Два развода, никакой толковой профессии — хорошо еще, новое время принесло новые красивые слова: не секретарша, а какой-нибудь менеджер по минету, не парикмахерша, а визажист… Я и сам однажды подкидывал Ирке деньжат на обустройство фитнес-камеры в ее собственной хрущобе, но средств достало только на неполную перепланировку — так и торчит элегантное парикмахерское кресло среди до нелепости разъехавшейся ванной, из стен которой там-сям пробивается извивающаяся проволока, напоминающая прическу каких-то горгон. Одну из которых я как-то даже застал у Ирки в кресле — стрижет и укладывает она, наверно, неплохо, ее, бывает, зовут в лучшие дома столицы Приморья.
У старшего ее пацана, похоже, не в порядке какая-то церебральная органика — очень уж он пухлый и серьезный для двоечника, у младшей, шустренькой, что-то с почками — другая мамаша затаскала бы по врачам и курортам или по крайней мере истерзалась бы, что не имеет такой возможности, но у Ирки на семьдесят семь бед один ответ — а, обойдется!..
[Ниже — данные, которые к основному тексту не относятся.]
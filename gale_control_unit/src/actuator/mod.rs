//! Actuator polling loops.
//!
//! Each loop runs on its own thread with a fixed coarse period, reads
//! the shared store at the top of every cycle (stop flag, then
//! presence, then target), writes at most one hardware command per
//! cycle, and publishes telemetry back to the store. Hardware-write
//! failures are logged and the cycle skipped — never fatal, never
//! retried mid-cycle.

pub mod motor;
pub mod servo;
Ей и годы не в годы — все такой же хорошенький паж с оттопыренной как бы в комической озадаченности нижней губкой и заранее беззвучно смеющимися шоколадными глазками. Я даже не знаю, на какие шиши она живет, — подозреваю, там пасется еще с десяток заезжих молодцов вроде меня: с нею на диво отрадно встряхнуться, хоть на три-четыре дня и ночи перевести дух от каторжной необходимости, ни на миг не расслабляясь, просчитывать последствия каждого своего шага. Когда я еще только начинаю прикидывать, как бы к ней выбраться, мне уже заранее начинает все сходить с рук, и даже бабок откуда-нибудь сваливается ровно столько, чтобы три-четыре дня не думать о деньгах, и даже дети ее на удивление кстати оказываются у бабушки или у подруги, когда она, беззвучно смеясь от счастья, бросается мне на шею в своем навеки недоделанном предбанничке.
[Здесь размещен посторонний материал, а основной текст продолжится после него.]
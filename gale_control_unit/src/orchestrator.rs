//! Loop lifecycle and the shutdown handshake.
//!
//! The orchestrator spawns the motor and servo loops as named threads
//! and owns the shutdown sequence: set `stop_requested`, then wait for
//! each loop's completion signal with a bounded timeout. A loop still
//! draining past the timeout is detached so the process can always
//! exit. The detection path is an external collaborator — it drives
//! [`crate::detection::DetectionCycle`] from its own thread.

use crate::actuator::motor::MotorLoop;
use crate::actuator::servo::ServoLoop;
use crate::error::CoreError;
use crate::store::StateStore;
use gale_common::config::CoreConfig;
use gale_common::driver::{MotorDriver, ServoDriver};
use std::sync::Arc;
use std::sync::mpsc;
use std::thread::{self, JoinHandle};
use std::time::Duration;
use tracing::{info, warn};

struct LoopHandle {
    name: &'static str,
    handle: JoinHandle<()>,
    done_rx: mpsc::Receiver<()>,
}

/// Starts and stops the actuator loops.
pub struct Orchestrator {
    store: Arc<StateStore>,
    join_timeout: Duration,
    loops: Vec<LoopHandle>,
}

impl Orchestrator {
    /// Spawn the motor and servo loops.
    pub fn start<M, S>(
        config: &CoreConfig,
        store: Arc<StateStore>,
        motor_driver: M,
        servo_driver: S,
    ) -> Result<Self, CoreError>
    where
        M: MotorDriver + 'static,
        S: ServoDriver + 'static,
    {
        let mut loops = Vec::with_capacity(2);

        let mut motor = MotorLoop::new(Arc::clone(&store), motor_driver, &config.motor);
        loops.push(spawn_loop("motor_loop", move || motor.run())?);

        let mut servo = ServoLoop::new(Arc::clone(&store), servo_driver, &config.servo);
        loops.push(spawn_loop("servo_loop", move || servo.run())?);

        info!("orchestrator started {} actuator loops", loops.len());

        Ok(Self {
            store,
            join_timeout: config.shutdown.join_timeout(),
            loops,
        })
    }

    /// Shared store handle.
    pub fn store(&self) -> Arc<StateStore> {
        Arc::clone(&self.store)
    }

    /// Whether any loop has requested a core stop (e.g. failed init).
    pub fn stop_requested(&self) -> bool {
        self.store.stop_requested()
    }

    /// Signal shutdown and wait for every loop's release sequence,
    /// bounded per loop. Proceeds regardless of a loop still draining.
    pub fn shutdown(self) {
        info!("shutdown requested; waiting for actuator loops");
        self.store.request_stop();

        for entry in self.loops {
            match entry.done_rx.recv_timeout(self.join_timeout) {
                Ok(()) => {
                    let _ = entry.handle.join();
                    info!("{} drained cleanly", entry.name);
                }
                Err(_) => {
                    // Detach: exiting matters more than a clean join.
                    warn!(
                        "{} still draining after {:?}; detaching",
                        entry.name, self.join_timeout
                    );
                }
            }
        }

        info!("orchestrator shutdown complete");
    }
}

fn spawn_loop<F>(name: &'static str, body: F) -> Result<LoopHandle, CoreError>
where
    F: FnOnce() + Send + 'static,
{
    let (done_tx, done_rx) = mpsc::channel();
    let handle = thread::Builder::new()
        .name(name.into())
        .spawn(move || {
            body();
            let _ = done_tx.send(());
        })
        .map_err(|source| CoreError::Spawn { name, source })?;

    Ok(LoopHandle {
        name,
        handle,
        done_rx,
    })
}

// ─── Tests ──────────────────────────────────────────────────────────

#[cfg(test)]
mod tests {
    use super::*;
    use crate::sim::{MotorCommand, ServoCommand, SimMotorDriver, SimServoDriver};
    use gale_common::config::{MotorConfig, ServoConfig};

    fn fast_config() -> CoreConfig {
        CoreConfig {
            motor: MotorConfig { period_ms: 5 },
            servo: ServoConfig {
                period_ms: 5,
                settle_ms: 1,
                ..ServoConfig::default()
            },
            ..CoreConfig::default()
        }
    }

    #[test]
    fn shutdown_runs_both_release_sequences() {
        let store = Arc::new(StateStore::new());
        let motor = SimMotorDriver::new();
        let servo = SimServoDriver::new();

        let orch = Orchestrator::start(
            &fast_config(),
            Arc::clone(&store),
            motor.clone(),
            servo.clone(),
        )
        .unwrap();

        store.update(|s| {
            s.target_speed = 0.6;
            s.target_servo_angle = 10;
        });
        thread::sleep(Duration::from_millis(50));
        orch.shutdown();

        assert_eq!(motor.last_command(), Some(MotorCommand::Brake));
        assert_eq!(servo.commands().last(), Some(&ServoCommand::Detach));

        let snap = store.snapshot();
        assert!(snap.stop_requested);
        assert_eq!(snap.motor_speed_actual, 0);
        assert_eq!(snap.servo_angle_actual, 0);
    }

    #[test]
    fn failed_servo_init_stops_the_whole_core() {
        let store = Arc::new(StateStore::new());
        let motor = SimMotorDriver::new();
        let servo = SimServoDriver::new();
        servo.fail_next_write(); // initial neutral move rejected

        let orch = Orchestrator::start(
            &fast_config(),
            Arc::clone(&store),
            motor.clone(),
            servo.clone(),
        )
        .unwrap();

        thread::sleep(Duration::from_millis(50));
        assert!(orch.stop_requested());
        orch.shutdown();

        // Both loops ran their release sequences anyway.
        assert_eq!(motor.last_command(), Some(MotorCommand::Brake));
        assert_eq!(servo.commands().last(), Some(&ServoCommand::Detach));
    }
}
Скатываемся по бетонно-бункерной лестнице, закатываемся под вечной изморосью в какой-нибудь приморский кабак, и поныне не расстающийся со спасательным кругом имен “Фрегат”, “Бриг”, а не какой-нибудь “Танкер” или “Сухогруз” (левак всегда подкатывает по первому посвисту), гудим до утра, допиваем где-то под фонарями с какими-то морячками и морбячками, сами такие же морячки и морбячки, ввязываемся в какие-то приключения, неизменно заканчивающиеся миром и дружбой (держи краба, протягивает мне кто-то из темноты едва различимую растопыренную пятерню, и я сцепляю ее со своей, такой же мозолистой, железной и татуированной), пошатываясь, взбираемся по ночной лестнице, через каждые две ступеньки надолго припадая друг к другу, потом, уже мало что соображая, плещемся под душем в ее фитнес-камере, вывернутой проволокой внутрь, и совсем уже без сил плюхаемся в океанские колыхания ее огромной тахты типа траходром.
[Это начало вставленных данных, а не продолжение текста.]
//! Tagged classifier observation model.
//!
//! The detection side produces heterogeneous outputs: the primary sign
//! classifier emits a discrete label with a confidence, the secondary
//! landmark counter emits a raw finger count, and the potentiometer
//! path emits a voltage. All of them are unified behind one tagged
//! [`Observation`] so the fusion engine never touches
//! classifier-specific shapes.

use serde::{Deserialize, Serialize};

/// Direction of a single discrete servo jog request.
#[derive(Debug, Clone, Copy, PartialEq, Eq, Serialize, Deserialize)]
pub enum JogDirection {
    /// One step towards `max_angle`.
    Positive,
    /// One step towards `min_angle`.
    Negative,
}

impl JogDirection {
    /// Signed unit sign of the direction.
    #[inline]
    pub const fn sign(self) -> i32 {
        match self {
            Self::Positive => 1,
            Self::Negative => -1,
        }
    }
}

/// Discrete sign codes recognized by the primary classifier.
///
/// S/O/D/X/V/W map to motor speed via their canonical finger counts;
/// T (thumb only) and Y (pinky only) are reserved for servo jog and
/// never resolve to a motor count.
#[derive(Debug, Clone, Copy, PartialEq, Eq, Hash, Serialize, Deserialize)]
#[serde(rename_all = "lowercase")]
pub enum SignLabel {
    /// Fist.
    S,
    /// Circle.
    O,
    /// Index point.
    D,
    /// Hooked index.
    X,
    /// Two fingers.
    V,
    /// Three fingers.
    W,
    /// Thumb only — jog positive.
    T,
    /// Pinky only — jog negative.
    Y,
}

impl SignLabel {
    /// Canonical finger count for motor-relevant signs.
    ///
    /// Jog signs (T, Y) have no motor meaning and return `None`.
    #[inline]
    pub const fn canonical_fingers(self) -> Option<u8> {
        match self {
            Self::S | Self::O => Some(0),
            Self::D | Self::X => Some(1),
            Self::V => Some(2),
            Self::W => Some(3),
            Self::T | Self::Y => None,
        }
    }

    /// Jog direction for servo-reserved signs.
    #[inline]
    pub const fn jog(self) -> Option<JogDirection> {
        match self {
            Self::T => Some(JogDirection::Positive),
            Self::Y => Some(JogDirection::Negative),
            _ => None,
        }
    }
}

/// Raw finger counts the secondary classifier reserves for jog:
/// four raised fingers jogs positive, five jogs negative.
pub const SECONDARY_JOG_POSITIVE_COUNT: u8 = 4;
pub const SECONDARY_JOG_NEGATIVE_COUNT: u8 = 5;

/// One classifier output for one detection cycle.
#[derive(Debug, Clone, Copy, PartialEq, Serialize, Deserialize)]
pub enum Observation {
    /// Primary classifier: discrete sign with confidence in [0, 1].
    Sign { label: SignLabel, confidence: f32 },
    /// Secondary classifier: raw raised-finger count in [0, 5].
    FingerCount { count: u8 },
    /// Analog input: last read voltage [V].
    Voltage { volts: f64 },
    /// The classifier produced nothing this cycle.
    Absent,
}

impl Observation {
    /// Canonical motor finger count, if this observation is
    /// motor-relevant.
    ///
    /// Sign observations resolve through the sign alphabet; raw finger
    /// counts resolve directly for 0–3 and are jog-reserved above that.
    #[inline]
    pub const fn motor_count(&self) -> Option<u8> {
        match self {
            Self::Sign { label, .. } => label.canonical_fingers(),
            Self::FingerCount { count } if *count <= 3 => Some(*count),
            _ => None,
        }
    }

    /// Jog request carried by this observation, if any.
    #[inline]
    pub const fn jog(&self) -> Option<JogDirection> {
        match self {
            Self::Sign { label, .. } => label.jog(),
            Self::FingerCount { count } => match *count {
                SECONDARY_JOG_POSITIVE_COUNT => Some(JogDirection::Positive),
                SECONDARY_JOG_NEGATIVE_COUNT => Some(JogDirection::Negative),
                _ => None,
            },
            _ => None,
        }
    }

    /// Whether the classifier saw anything at all this cycle.
    #[inline]
    pub const fn is_present(&self) -> bool {
        !matches!(self, Self::Absent)
    }
}

// ─── Tests ──────────────────────────────────────────────────────────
Сил, однако, у нас достает денька так на три, — этот жилистый царапучий мальчуган заводит меня до исступления, мне едва удается выкроить передышку — раз это мне зачем-то нужно, она и на это согласна — побродить по запущенному берегу океана . Разумеется, чтобы во что-нибудь не вляпаться, глазам приходится больше следить за береговой кромкой с толченым кирпичом, истертыми прибоем устричными раковинами да тугими, как хороший холодец, отвергнутыми родной стихией медузами, — но воображению-то за дымкою туманной открывается именно океан, безбрежность за вереницей уходящих за горизонт острогорбых островов, оплетенных японской графикой, — какой же еще она может быть у врат Японского моря!
С Иркой нелепо говорить о будущем, о любви до гроба: сейчас мы счастливы, а все остальное — чистое занудство. И когда я ей звоню, она тоже не разводит сложностей — где я, с кем, когда приеду: она рада, и довольно. А кто там с нею колышется на нашей океанской тахте, я тоже не заморачиваюсь, — какой-нибудь старпом, бортмеханик… Счастливо ночевать, дружище, семь футов под килем, семьсот футов под шассями, два дюйма до пупка… Как у меня, когда я с нею. Чистая ракета на старте…
Образ недоступной беззаботности отзывается во мне особой горечью, но, благодарение богу, не вызывает желания отравить чужую радость, так далеко моя ущербность не заходит.